All laid off employees will get 12 weeks of severance and health care coverage until the end of the year.
The start-up offered small and medium-sized businesses automated solutions for back-office tasks including bookkeeping and payroll.
Customers paid a flat fee to access the digital tools, which ranged from $6,000 and to roughly $30,000 a year.
What went wrong?
CEO and founder Kurt Rathmann told Forbes that the start-up lost nearly half of its sales due to the coronavirus pandemic.
“Business owners went into fight or flight mode,” says Rathmann. “You don’t necessarily need all the planning tools, high end gadgets.
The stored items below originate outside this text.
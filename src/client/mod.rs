//! Streaming chat client.
//!
//! Posts a question to the chat service and decodes the answer while it is
//! still arriving, reporting each improved [`Snapshot`] to a callback.

mod live;
mod transcript;

pub use live::{LiveText, Redraw};
pub use transcript::{ChatTurn, Role, Transcript};

use crate::config::ClientSettings;
use crate::error::{DocchatError, Result};
use crate::protocol::{EnvelopeDecoder, Snapshot, WireFormat};
use crate::server::{ChatRequest, ErrorResponse, API_KEY_HEADER};
use futures::{Stream, StreamExt};
use reqwest::header::ACCEPT;
use tracing::{debug, instrument, warn};

/// Final state of one answer.
#[derive(Debug, Clone, PartialEq)]
pub struct Answer {
    /// Answer text; partial when `complete` is false.
    pub text: String,
    /// Source URLs, deduplicated.
    pub sources: Vec<String>,
    /// Whether the response body was fully and validly received.
    pub complete: bool,
    /// Failure reported by the server in the body.
    pub error: Option<String>,
}

impl From<Snapshot> for Answer {
    fn from(snapshot: Snapshot) -> Self {
        Self {
            text: snapshot.text,
            sources: snapshot.sources,
            complete: snapshot.complete,
            error: snapshot.error,
        }
    }
}

/// HTTP client for the chat service.
pub struct ChatClient {
    http: reqwest::Client,
    endpoint: String,
    api_key: Option<String>,
    format: WireFormat,
}

impl ChatClient {
    pub fn new(endpoint: &str, api_key: Option<String>, format: WireFormat) -> Result<Self> {
        Ok(Self {
            http: reqwest::Client::new(),
            endpoint: validate_endpoint(endpoint)?,
            api_key: api_key.filter(|k| !k.is_empty()),
            format,
        })
    }

    pub fn from_settings(settings: &ClientSettings) -> Result<Self> {
        Self::new(
            &settings.endpoint,
            settings.api_key.clone(),
            settings.protocol.into(),
        )
    }

    pub fn endpoint(&self) -> &str {
        &self.endpoint
    }

    pub fn set_endpoint(&mut self, endpoint: &str) -> Result<()> {
        self.endpoint = validate_endpoint(endpoint)?;
        Ok(())
    }

    pub fn set_api_key(&mut self, api_key: Option<String>) {
        self.api_key = api_key.filter(|k| !k.is_empty());
    }

    pub fn has_api_key(&self) -> bool {
        self.api_key.is_some()
    }

    pub fn format(&self) -> WireFormat {
        self.format
    }

    /// Ask a question, calling `on_update` whenever the decoded answer changes.
    ///
    /// Connection failures, error statuses and a body cut off by a transport
    /// error are returned as errors. A body that ends cleanly before it is
    /// complete is not: the returned answer carries the partial text with
    /// `complete` unset.
    #[instrument(skip(self, on_update), fields(endpoint = %self.endpoint))]
    pub async fn ask<F>(&self, query: &str, on_update: F) -> Result<Answer>
    where
        F: FnMut(&Snapshot),
    {
        let mut request = self
            .http
            .post(&self.endpoint)
            .header(ACCEPT, self.format.content_type())
            .json(&ChatRequest {
                query: query.to_string(),
            });

        if let Some(key) = &self.api_key {
            request = request.header(API_KEY_HEADER, key);
        }

        let response = request.send().await?;
        let status = response.status();

        if !status.is_success() {
            let body = response.text().await.unwrap_or_default();
            return Err(DocchatError::Api {
                status: status.as_u16(),
                detail: error_detail(&body, status.canonical_reason()),
            });
        }

        debug!("Response started with status {}", status);

        consume(response.bytes_stream(), self.format.decoder(), on_update).await
    }

    /// Run one turn of a conversation.
    ///
    /// The question is always added to the transcript. The answer is added
    /// when it has any text; failed requests add nothing further.
    pub async fn converse<F>(
        &self,
        transcript: Transcript,
        query: &str,
        on_update: F,
    ) -> (Transcript, Result<Answer>)
    where
        F: FnMut(&Snapshot),
    {
        let transcript = transcript.with_turn(ChatTurn::user(query));

        match self.ask(query, on_update).await {
            Ok(answer) if answer.text.is_empty() => (transcript, Ok(answer)),
            Ok(answer) => {
                let turn = ChatTurn::bot(answer.text.clone(), answer.sources.clone());
                (transcript.with_turn(turn), Ok(answer))
            }
            Err(e) => (transcript, Err(e)),
        }
    }
}

/// Feed a body stream through a decoder.
///
/// Chunk boundaries are irrelevant. `on_update` sees every snapshot that
/// differs from the previous one. A read error ends the answer with that error.
pub async fn consume<S, B, E, F>(
    stream: S,
    mut decoder: Box<dyn EnvelopeDecoder>,
    mut on_update: F,
) -> Result<Answer>
where
    S: Stream<Item = std::result::Result<B, E>>,
    B: AsRef<[u8]>,
    E: Into<DocchatError>,
    F: FnMut(&Snapshot),
{
    let mut stream = std::pin::pin!(stream);
    let mut last = Snapshot::default();

    while let Some(chunk) = stream.next().await {
        match chunk {
            Ok(bytes) => {
                let snapshot = decoder.push(bytes.as_ref());
                if *snapshot != last {
                    on_update(snapshot);
                    last = snapshot.clone();
                }
            }
            Err(e) => {
                let e: DocchatError = e.into();
                warn!(
                    "Response body interrupted after {} chars: {}",
                    decoder.snapshot().text.len(),
                    e
                );
                return Err(e);
            }
        }
    }

    let snapshot = decoder.finish();
    if *snapshot != last {
        on_update(snapshot);
    }

    Ok(Answer::from(snapshot.clone()))
}

fn validate_endpoint(endpoint: &str) -> Result<String> {
    let endpoint = endpoint.trim();
    let url = url::Url::parse(endpoint)
        .map_err(|e| DocchatError::InvalidInput(format!("Invalid endpoint '{}': {}", endpoint, e)))?;

    match url.scheme() {
        "http" | "https" => Ok(endpoint.to_string()),
        scheme => Err(DocchatError::InvalidInput(format!(
            "Unsupported endpoint scheme '{}'",
            scheme
        ))),
    }
}

/// `detail` of an error body, else the raw body, else the status reason.
fn error_detail(body: &str, reason: Option<&str>) -> String {
    if let Ok(error) = serde_json::from_str::<ErrorResponse>(body) {
        return error.detail;
    }
    let body = body.trim();
    if body.is_empty() {
        reason.unwrap_or("Request failed").to_string()
    } else {
        body.to_string()
    }
}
You just get back to the simple ‘pen and paper.’”
The fintech also published a blog post explaining its decision to close. “Technology alone is not enough to make business owners feel financially confident,” the start-up says.
This led ScaleFactor to announce its move to a marketplace model in February.
“We believed we could successfully restructure the business based on these learnings. However, that plan and timeline have been significantly impacted by COVID-19.”
The impact from the pandemic has rendered the start-up unable to “reliably forecast the time it would take to complete restructuring”.
“We simply don’t know how long current market conditions will last or what the small business landscape will look like when the market finally recovers,” the fintech says.
“As a result, we have made the very difficult decision to suspend the majority of our operations effective today.”
$100 million in funding
ScaleFactor was perceived as one of Austin’s fastest growing tech start-ups.
In August 2019, the fintech raised $60 million. This added to two other fund raises roughly within a year of its Series C, which totalled to $100 million.
These were a $10 million Series A round in July of 2018, and a $30 million Series B round in January 2019.
Investors included Citi Ventures, Coatue Management – an early investor in Square and Shopify, and Vulcan.
“If you think of platforms like Shopify and Square, they’re taking individuals or small merchants and giving them the capabilities to do what was previously only for large companies,” Coatue Management’s senior managing director, Thomas Laffont, said after ScaleFactor’s Series C.
“That’s a huge trend we believe ScaleFactor plays in,” he added, pointing to the lack of on-demand bookkeeping services for smaller businesses.
Having launched its first product in 2017, CEO Rathmann said in August 2019 that the start-up “was growing quickly”. He said unicorn status was “the next step”.